The problem
For this exercise, print the records below verbatim.

Stored data

= Beginning of Section =

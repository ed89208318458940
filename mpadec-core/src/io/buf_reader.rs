// Symphonia
// Copyright (c) 2019-2022 The Project Symphonia Developers.
//
// This Source Code Form is subject to the terms of the Mozilla Public
// License, v. 2.0. If a copy of the MPL was not distributed with this
// file, You can obtain one at https://mozilla.org/MPL/2.0/.

use std::io;

use super::ReadBytes;

#[inline(always)]
fn underrun_error<T>() -> io::Result<T> {
    Err(io::Error::new(io::ErrorKind::UnexpectedEof, "buffer underrun"))
}

/// A `BufReader` reads bytes from a byte buffer, such as a complete frame.
pub struct BufReader<'a> {
    buf: &'a [u8],
    pos: usize,
}

impl<'a> BufReader<'a> {
    /// Instantiate a new `BufReader` with a given byte buffer.
    pub fn new(buf: &'a [u8]) -> Self {
        BufReader { buf, pos: 0 }
    }

    /// Returns a reference to the remaining bytes in the buffer and advances the stream to the end.
    pub fn read_buf_bytes_available_ref(&mut self) -> &'a [u8] {
        let pos = self.pos;
        self.pos = self.buf.len();
        &self.buf[pos..]
    }

    /// Gets the number of unread bytes.
    #[inline(always)]
    pub fn bytes_available(&self) -> usize {
        self.buf.len() - self.pos
    }

    /// Takes the next `N` bytes.
    #[inline(always)]
    fn take<const N: usize>(&mut self) -> io::Result<[u8; N]> {
        if self.bytes_available() < N {
            return underrun_error();
        }

        let mut bytes = [0u8; N];
        bytes.copy_from_slice(&self.buf[self.pos..self.pos + N]);
        self.pos += N;

        Ok(bytes)
    }
}

impl ReadBytes for BufReader<'_> {
    #[inline(always)]
    fn read_byte(&mut self) -> io::Result<u8> {
        Ok(self.take::<1>()?[0])
    }

    #[inline(always)]
    fn read_double_bytes(&mut self) -> io::Result<[u8; 2]> {
        self.take()
    }

    #[inline(always)]
    fn read_quad_bytes(&mut self) -> io::Result<[u8; 4]> {
        self.take()
    }

    fn ignore_bytes(&mut self, count: u64) -> io::Result<()> {
        if (self.bytes_available() as u64) < count {
            return underrun_error();
        }

        self.pos += count as usize;
        Ok(())
    }
}

#[cfg(test)]
mod tests {
    use super::{BufReader, ReadBytes};

    #[test]
    fn verify_read_integers() {
        let data = [0x12, 0x34, 0x56, 0x78, 0x9a, 0xbc, 0xde, 0xf0, 0x01];
        let mut reader = BufReader::new(&data);

        assert_eq!(reader.read_be_u16().unwrap(), 0x1234);
        assert_eq!(reader.read_byte().unwrap(), 0x56);
        assert_eq!(reader.read_be_u32().unwrap(), 0x789abcde);
        assert_eq!(reader.bytes_available(), 2);

        // A failed read consumes nothing.
        assert!(reader.read_be_u32().is_err());
        assert_eq!(reader.bytes_available(), 2);
    }

    #[test]
    fn verify_ignore_and_take_remainder() {
        let data = [1u8, 2, 3, 4, 5];
        let mut reader = BufReader::new(&data);

        reader.ignore_bytes(3).unwrap();
        assert!(reader.ignore_bytes(3).is_err());
        assert_eq!(reader.read_buf_bytes_available_ref(), &[4, 5]);
        assert_eq!(reader.bytes_available(), 0);
        assert!(reader.read_byte().is_err());
    }
}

= End of Section =

Reply to the task
repository ed89208318458940
filename mpadec-core/src/io/buf_reader.rs
// Symphonia
// Copyright (c) 2019-2022 The Project Symphonia Developers.
//
// This Source Code Form is subject to the terms of the Mozilla Public
// License, v. 2.0. If a copy of the MPL was not distributed with this
// file, You can obtain one at https://mozilla.org/MPL/2.0/.

use std::io;

use super::ReadBytes;

#[inline(always)]
fn underrun_error<T>() -> io::Result<T> {
    Err(io::Error::new(io::ErrorKind::UnexpectedEof, "buffer underrun"))
}

/// A `BufReader` reads bytes from a byte buffer, such as a complete frame.
pub struct BufReader<'a> {
    buf: &'a [u8],
    pos: usize,
}

impl<'a> BufReader<'a> {
    /// Instantiate a new `BufReader` with a given byte buffer.
    pub fn new(buf: &'a [u8]) -> Self {
        BufReader { buf, pos: 0 }
    }

    /// Returns a reference to the remaining bytes in the buffer and advances the stream to the end.
    pub fn read_buf_bytes_available_ref(&mut self) -> &'a [u8] {
        let pos = self.pos;
        self.pos = self.buf.len();
        &self.buf[pos..]
    }

    /// Gets the number of unread bytes.
    #[inline(always)]
    pub fn bytes_available(&self) -> usize {
        self.buf.len() - self.pos
    }

    /// Takes the next `N` bytes.
    #[inline(always)]
    fn take<const N: usize>(&mut self) -> io::Result<[u8; N]> {
        if self.bytes_available() < N {
            return underrun_error();
        }

        let mut bytes = [0u8; N];
        bytes.copy_from_slice(&self.buf[self.pos..self.pos + N]);
        self.pos += N;

        Ok(bytes)
    }
}

impl ReadBytes for BufReader<'_> {
    #[inline(always)]
    fn read_byte(&mut self) -> io::Result<u8> {
        Ok(self.take::<1>()?[0])
    }

    #[inline(always)]
    fn read_double_bytes(&mut self) -> io::Result<[u8; 2]> {
        self.take()
    }

    #[inline(always)]
    fn read_quad_bytes(&mut self) -> io::Result<[u8; 4]> {
        self.take()
    }

    fn ignore_bytes(&mut self, count: u64) -> io::Result<()> {
        if (self.bytes_available() as u64) < count {
            return underrun_error();
        }

        self.pos += count as usize;
        Ok(())
    }
}

#[cfg(test)]
mod tests {
    use super::{BufReader, ReadBytes};

    #[test]
    fn verify_read_integers() {
        let data = [0x12, 0x34, 0x56, 0x78, 0x9a, 0xbc, 0xde, 0xf0, 0x01];
        let mut reader = BufReader::new(&data);

        assert_eq!(reader.read_be_u16().unwrap(), 0x1234);
        assert_eq!(reader.read_byte().unwrap(), 0x56);
        assert_eq!(reader.read_be_u32().unwrap(), 0x789abcde);
        assert_eq!(reader.bytes_available(), 2);

        // A failed read consumes nothing.
        assert!(reader.read_be_u32().is_err());
        assert_eq!(reader.bytes_available(), 2);
    }

    #[test]
    fn verify_ignore_and_take_remainder() {
        let data = [1u8, 2, 3, 4, 5];
        let mut reader = BufReader::new(&data);

        reader.ignore_bytes(3).unwrap();
        assert!(reader.ignore_bytes(3).is_err());
        assert_eq!(reader.read_buf_bytes_available_ref(), &[4, 5]);
        assert_eq!(reader.bytes_available(), 0);
        assert!(reader.read_byte().is_err());
    }
}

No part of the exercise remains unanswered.